What is expected =
Starting with the first line and ending with the line that holds "let raw = raw.trim();", repeat the material exactly.

####################

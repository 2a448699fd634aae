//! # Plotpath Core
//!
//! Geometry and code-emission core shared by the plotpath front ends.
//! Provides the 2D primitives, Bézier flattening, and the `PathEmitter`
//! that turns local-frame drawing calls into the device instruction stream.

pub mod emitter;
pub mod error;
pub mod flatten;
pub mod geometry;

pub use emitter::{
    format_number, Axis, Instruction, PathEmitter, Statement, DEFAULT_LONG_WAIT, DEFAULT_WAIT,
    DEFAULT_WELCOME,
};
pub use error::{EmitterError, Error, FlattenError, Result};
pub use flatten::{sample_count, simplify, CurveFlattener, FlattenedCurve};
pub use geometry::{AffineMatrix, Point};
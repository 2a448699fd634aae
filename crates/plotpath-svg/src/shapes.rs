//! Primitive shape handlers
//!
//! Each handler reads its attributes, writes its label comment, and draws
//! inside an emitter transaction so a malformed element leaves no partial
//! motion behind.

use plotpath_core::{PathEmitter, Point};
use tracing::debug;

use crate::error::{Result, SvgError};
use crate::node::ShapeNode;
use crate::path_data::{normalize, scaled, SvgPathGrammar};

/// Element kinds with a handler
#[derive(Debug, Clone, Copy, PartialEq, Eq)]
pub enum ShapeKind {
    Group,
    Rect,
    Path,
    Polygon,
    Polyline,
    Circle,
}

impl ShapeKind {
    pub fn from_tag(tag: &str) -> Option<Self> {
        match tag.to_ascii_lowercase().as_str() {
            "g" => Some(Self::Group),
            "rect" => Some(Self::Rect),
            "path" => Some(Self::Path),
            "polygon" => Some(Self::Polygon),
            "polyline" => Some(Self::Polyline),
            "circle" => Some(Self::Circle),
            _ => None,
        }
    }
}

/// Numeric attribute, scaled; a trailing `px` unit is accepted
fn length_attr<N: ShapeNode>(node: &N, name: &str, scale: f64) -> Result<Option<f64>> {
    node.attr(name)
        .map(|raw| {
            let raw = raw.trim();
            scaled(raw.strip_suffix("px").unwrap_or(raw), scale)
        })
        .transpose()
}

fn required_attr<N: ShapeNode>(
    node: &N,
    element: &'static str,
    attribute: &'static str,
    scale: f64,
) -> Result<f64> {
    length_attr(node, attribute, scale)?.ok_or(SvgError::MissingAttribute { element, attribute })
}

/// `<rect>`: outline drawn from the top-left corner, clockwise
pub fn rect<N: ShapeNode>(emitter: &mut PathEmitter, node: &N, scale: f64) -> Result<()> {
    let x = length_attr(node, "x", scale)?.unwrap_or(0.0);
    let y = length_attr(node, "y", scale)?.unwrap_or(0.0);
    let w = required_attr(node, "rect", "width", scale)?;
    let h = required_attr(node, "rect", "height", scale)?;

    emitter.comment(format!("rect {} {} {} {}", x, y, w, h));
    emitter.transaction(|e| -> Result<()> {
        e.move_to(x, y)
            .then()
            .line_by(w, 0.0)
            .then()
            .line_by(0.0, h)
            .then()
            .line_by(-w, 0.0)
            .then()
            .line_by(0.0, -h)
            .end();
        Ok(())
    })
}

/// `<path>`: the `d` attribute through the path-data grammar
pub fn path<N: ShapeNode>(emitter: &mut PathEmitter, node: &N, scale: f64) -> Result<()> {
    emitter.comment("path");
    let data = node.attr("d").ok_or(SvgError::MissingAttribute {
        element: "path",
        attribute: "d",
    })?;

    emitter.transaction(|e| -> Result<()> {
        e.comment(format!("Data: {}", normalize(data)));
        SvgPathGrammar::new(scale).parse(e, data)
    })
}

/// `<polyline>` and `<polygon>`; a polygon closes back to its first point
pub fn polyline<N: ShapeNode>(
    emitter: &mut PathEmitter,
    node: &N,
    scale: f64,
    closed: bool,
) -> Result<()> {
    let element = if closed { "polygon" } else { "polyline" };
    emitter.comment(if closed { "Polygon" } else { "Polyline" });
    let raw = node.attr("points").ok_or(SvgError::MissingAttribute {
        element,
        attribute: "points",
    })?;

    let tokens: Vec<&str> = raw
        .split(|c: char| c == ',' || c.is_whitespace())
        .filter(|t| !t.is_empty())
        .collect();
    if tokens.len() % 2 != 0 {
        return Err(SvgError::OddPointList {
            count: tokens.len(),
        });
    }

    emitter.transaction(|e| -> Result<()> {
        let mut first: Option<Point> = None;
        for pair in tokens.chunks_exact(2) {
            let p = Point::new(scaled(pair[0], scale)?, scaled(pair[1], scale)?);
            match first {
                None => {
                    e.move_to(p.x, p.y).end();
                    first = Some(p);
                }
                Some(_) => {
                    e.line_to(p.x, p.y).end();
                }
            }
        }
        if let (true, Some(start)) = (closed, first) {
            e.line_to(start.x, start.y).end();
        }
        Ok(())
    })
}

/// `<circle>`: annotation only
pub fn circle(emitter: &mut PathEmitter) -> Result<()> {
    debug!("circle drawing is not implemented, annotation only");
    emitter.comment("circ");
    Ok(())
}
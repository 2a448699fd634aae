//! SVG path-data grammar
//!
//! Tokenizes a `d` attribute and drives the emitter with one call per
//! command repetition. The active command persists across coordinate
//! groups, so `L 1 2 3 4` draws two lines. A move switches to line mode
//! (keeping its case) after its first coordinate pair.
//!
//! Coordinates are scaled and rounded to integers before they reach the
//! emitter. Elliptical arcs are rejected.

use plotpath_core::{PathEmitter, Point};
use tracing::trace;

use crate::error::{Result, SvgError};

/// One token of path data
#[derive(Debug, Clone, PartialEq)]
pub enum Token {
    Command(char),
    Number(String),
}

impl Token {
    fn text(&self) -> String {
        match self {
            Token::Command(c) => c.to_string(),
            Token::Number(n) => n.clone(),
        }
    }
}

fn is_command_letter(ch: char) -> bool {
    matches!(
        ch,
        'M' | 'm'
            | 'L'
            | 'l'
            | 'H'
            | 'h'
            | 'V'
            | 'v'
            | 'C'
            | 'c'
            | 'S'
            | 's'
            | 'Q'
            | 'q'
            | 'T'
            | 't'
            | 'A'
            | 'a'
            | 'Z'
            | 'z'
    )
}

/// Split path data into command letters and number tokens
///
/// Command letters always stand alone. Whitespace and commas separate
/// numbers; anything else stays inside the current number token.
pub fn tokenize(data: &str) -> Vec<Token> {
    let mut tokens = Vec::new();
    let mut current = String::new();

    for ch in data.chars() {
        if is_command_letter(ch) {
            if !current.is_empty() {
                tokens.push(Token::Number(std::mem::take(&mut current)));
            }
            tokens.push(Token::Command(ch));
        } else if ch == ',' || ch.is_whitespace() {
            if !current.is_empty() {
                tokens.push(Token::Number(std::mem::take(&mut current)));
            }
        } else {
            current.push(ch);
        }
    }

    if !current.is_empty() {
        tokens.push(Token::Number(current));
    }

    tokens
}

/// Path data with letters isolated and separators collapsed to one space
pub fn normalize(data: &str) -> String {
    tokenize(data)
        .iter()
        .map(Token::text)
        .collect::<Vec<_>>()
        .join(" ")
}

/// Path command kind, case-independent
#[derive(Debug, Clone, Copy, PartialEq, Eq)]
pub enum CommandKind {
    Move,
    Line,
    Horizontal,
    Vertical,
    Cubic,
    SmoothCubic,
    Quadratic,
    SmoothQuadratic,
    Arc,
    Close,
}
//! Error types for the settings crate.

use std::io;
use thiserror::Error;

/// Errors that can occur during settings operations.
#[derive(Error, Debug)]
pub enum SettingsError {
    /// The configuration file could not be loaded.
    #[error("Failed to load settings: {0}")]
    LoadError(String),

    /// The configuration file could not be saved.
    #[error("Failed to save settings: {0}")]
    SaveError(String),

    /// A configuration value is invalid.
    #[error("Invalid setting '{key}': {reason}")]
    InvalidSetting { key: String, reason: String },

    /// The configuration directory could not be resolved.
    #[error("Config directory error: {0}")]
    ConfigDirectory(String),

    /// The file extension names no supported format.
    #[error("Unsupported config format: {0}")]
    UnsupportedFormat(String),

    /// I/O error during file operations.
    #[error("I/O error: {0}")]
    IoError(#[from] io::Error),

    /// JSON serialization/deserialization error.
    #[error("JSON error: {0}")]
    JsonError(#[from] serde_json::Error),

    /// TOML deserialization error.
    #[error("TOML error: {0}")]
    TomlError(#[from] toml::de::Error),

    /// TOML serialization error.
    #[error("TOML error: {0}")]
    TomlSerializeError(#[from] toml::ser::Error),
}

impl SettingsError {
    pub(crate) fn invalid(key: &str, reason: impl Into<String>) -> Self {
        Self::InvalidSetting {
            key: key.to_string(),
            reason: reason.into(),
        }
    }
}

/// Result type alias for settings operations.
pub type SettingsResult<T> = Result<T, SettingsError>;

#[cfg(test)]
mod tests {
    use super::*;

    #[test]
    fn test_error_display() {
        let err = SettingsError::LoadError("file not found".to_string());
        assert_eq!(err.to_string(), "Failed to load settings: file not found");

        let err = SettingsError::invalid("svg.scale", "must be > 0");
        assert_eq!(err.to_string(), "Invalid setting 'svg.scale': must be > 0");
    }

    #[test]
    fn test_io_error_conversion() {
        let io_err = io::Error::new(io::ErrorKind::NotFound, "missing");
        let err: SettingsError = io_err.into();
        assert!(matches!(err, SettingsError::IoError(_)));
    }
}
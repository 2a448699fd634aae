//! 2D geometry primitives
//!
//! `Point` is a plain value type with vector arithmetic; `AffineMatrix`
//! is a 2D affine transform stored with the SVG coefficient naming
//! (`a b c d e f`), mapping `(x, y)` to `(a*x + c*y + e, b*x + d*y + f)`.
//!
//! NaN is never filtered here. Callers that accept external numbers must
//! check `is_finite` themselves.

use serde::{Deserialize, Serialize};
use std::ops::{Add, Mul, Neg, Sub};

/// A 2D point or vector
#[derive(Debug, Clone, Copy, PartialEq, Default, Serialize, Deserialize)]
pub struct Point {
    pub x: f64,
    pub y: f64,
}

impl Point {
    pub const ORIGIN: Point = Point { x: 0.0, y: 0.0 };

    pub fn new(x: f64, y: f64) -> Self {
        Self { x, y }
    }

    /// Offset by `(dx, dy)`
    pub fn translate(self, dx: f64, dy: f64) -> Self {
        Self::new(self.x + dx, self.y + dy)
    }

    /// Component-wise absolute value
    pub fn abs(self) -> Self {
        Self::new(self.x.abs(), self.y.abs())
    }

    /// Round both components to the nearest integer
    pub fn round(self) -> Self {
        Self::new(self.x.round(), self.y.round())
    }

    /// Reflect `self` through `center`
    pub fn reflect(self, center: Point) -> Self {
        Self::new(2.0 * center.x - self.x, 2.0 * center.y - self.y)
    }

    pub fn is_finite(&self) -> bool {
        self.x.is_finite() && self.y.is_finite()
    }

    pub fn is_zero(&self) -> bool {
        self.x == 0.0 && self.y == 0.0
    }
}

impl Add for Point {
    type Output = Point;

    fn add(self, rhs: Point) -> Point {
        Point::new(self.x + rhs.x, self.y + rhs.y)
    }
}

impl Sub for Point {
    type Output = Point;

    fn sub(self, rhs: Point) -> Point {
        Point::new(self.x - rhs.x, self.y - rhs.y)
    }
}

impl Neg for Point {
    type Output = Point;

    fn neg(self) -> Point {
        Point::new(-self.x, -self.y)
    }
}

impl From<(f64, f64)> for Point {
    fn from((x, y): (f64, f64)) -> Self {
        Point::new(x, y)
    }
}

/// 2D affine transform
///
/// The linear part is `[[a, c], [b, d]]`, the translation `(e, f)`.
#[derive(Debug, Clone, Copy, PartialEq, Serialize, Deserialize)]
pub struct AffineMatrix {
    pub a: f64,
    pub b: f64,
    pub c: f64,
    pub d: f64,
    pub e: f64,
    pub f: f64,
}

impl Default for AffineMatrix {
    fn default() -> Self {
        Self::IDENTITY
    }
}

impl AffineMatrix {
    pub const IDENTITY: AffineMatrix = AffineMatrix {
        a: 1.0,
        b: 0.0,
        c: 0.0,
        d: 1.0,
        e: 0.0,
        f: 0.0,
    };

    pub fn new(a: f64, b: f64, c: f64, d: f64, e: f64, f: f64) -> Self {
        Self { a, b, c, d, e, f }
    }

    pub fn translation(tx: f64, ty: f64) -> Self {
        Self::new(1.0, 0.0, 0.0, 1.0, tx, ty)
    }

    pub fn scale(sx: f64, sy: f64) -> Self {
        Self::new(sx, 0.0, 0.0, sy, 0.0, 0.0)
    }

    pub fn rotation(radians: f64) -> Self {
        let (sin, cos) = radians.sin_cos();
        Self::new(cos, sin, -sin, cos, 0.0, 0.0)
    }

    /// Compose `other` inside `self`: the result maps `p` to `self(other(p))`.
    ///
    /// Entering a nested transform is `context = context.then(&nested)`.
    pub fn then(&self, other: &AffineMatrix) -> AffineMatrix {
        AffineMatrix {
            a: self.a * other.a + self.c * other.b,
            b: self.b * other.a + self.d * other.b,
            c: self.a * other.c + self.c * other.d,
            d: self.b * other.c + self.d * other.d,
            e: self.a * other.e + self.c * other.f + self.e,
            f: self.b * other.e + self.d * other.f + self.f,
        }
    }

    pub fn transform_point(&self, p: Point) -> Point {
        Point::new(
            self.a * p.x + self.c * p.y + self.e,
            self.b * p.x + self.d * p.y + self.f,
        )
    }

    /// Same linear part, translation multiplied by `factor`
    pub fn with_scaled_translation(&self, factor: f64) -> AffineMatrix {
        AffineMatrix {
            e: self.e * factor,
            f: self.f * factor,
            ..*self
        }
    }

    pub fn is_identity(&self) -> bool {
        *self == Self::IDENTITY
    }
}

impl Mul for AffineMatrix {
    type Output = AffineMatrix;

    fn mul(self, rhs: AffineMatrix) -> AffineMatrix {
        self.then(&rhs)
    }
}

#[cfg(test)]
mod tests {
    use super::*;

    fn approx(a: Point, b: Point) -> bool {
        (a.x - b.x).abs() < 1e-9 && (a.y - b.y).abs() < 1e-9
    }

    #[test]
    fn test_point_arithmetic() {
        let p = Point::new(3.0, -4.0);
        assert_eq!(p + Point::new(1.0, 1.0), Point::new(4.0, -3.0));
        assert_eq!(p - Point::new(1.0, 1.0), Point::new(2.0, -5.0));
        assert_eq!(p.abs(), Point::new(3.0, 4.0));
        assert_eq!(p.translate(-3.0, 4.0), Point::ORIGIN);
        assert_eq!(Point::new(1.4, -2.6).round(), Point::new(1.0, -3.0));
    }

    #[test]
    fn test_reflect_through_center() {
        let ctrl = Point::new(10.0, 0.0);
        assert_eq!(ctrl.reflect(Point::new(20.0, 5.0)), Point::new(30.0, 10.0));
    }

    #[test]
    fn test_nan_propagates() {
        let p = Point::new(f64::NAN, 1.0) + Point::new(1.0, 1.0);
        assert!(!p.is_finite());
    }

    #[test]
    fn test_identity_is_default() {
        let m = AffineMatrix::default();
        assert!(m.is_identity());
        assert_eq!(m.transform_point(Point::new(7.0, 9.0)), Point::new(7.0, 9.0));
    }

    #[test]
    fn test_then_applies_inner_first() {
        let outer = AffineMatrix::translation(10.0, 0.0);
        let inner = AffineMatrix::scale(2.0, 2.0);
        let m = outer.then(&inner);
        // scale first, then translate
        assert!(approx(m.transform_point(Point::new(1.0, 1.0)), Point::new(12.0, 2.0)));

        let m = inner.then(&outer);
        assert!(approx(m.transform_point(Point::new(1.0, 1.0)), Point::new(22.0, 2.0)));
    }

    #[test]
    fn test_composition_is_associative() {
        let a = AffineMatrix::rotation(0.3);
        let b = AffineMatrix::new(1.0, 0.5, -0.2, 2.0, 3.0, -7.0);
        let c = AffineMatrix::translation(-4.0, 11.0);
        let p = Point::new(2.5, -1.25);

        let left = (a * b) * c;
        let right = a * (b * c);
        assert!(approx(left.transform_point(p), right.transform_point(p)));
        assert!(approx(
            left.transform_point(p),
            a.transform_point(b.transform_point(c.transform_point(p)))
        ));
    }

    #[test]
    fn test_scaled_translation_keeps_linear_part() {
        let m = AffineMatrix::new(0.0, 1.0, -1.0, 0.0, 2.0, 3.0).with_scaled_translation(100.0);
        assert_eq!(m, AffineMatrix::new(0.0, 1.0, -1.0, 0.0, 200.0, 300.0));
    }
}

####################

Result of the exercise =
repository 2a448699fd634aae
//! # Plotpath Core
//!
//! Geometry and code-emission core shared by the plotpath front ends.
//! Provides the 2D primitives, Bézier flattening, and the `PathEmitter`
//! that turns local-frame drawing calls into the device instruction stream.

pub mod emitter;
pub mod error;
pub mod flatten;
pub mod geometry;

pub use emitter::{
    format_number, Axis, Instruction, PathEmitter, Statement, DEFAULT_LONG_WAIT, DEFAULT_WAIT,
    DEFAULT_WELCOME,
};
pub use error::{EmitterError, Error, FlattenError, Result};
pub use flatten::{sample_count, simplify, CurveFlattener, FlattenedCurve};
pub use geometry::{AffineMatrix, Point};
repository 2a448699fd634aae
filename crates/plotpath-svg/src/shapes.rs
//! Primitive shape handlers
//!
//! Each handler reads its attributes, writes its label comment, and draws
//! inside an emitter transaction so a malformed element leaves no partial
//! motion behind.

use plotpath_core::{PathEmitter, Point};
use tracing::debug;

use crate::error::{Result, SvgError};
use crate::node::ShapeNode;
use crate::path_data::{normalize, scaled, SvgPathGrammar};

/// Element kinds with a handler
#[derive(Debug, Clone, Copy, PartialEq, Eq)]
pub enum ShapeKind {
    Group,
    Rect,
    Path,
    Polygon,
    Polyline,
    Circle,
}

impl ShapeKind {
    pub fn from_tag(tag: &str) -> Option<Self> {
        match tag.to_ascii_lowercase().as_str() {
            "g" => Some(Self::Group),
            "rect" => Some(Self::Rect),
            "path" => Some(Self::Path),
            "polygon" => Some(Self::Polygon),
            "polyline" => Some(Self::Polyline),
            "circle" => Some(Self::Circle),
            _ => None,
        }
    }
}

/// Numeric attribute, scaled; a trailing `px` unit is accepted
fn length_attr<N: ShapeNode>(node: &N, name: &str, scale: f64) -> Result<Option<f64>> {
    node.attr(name)
        .map(|raw| {
            let raw = raw.trim();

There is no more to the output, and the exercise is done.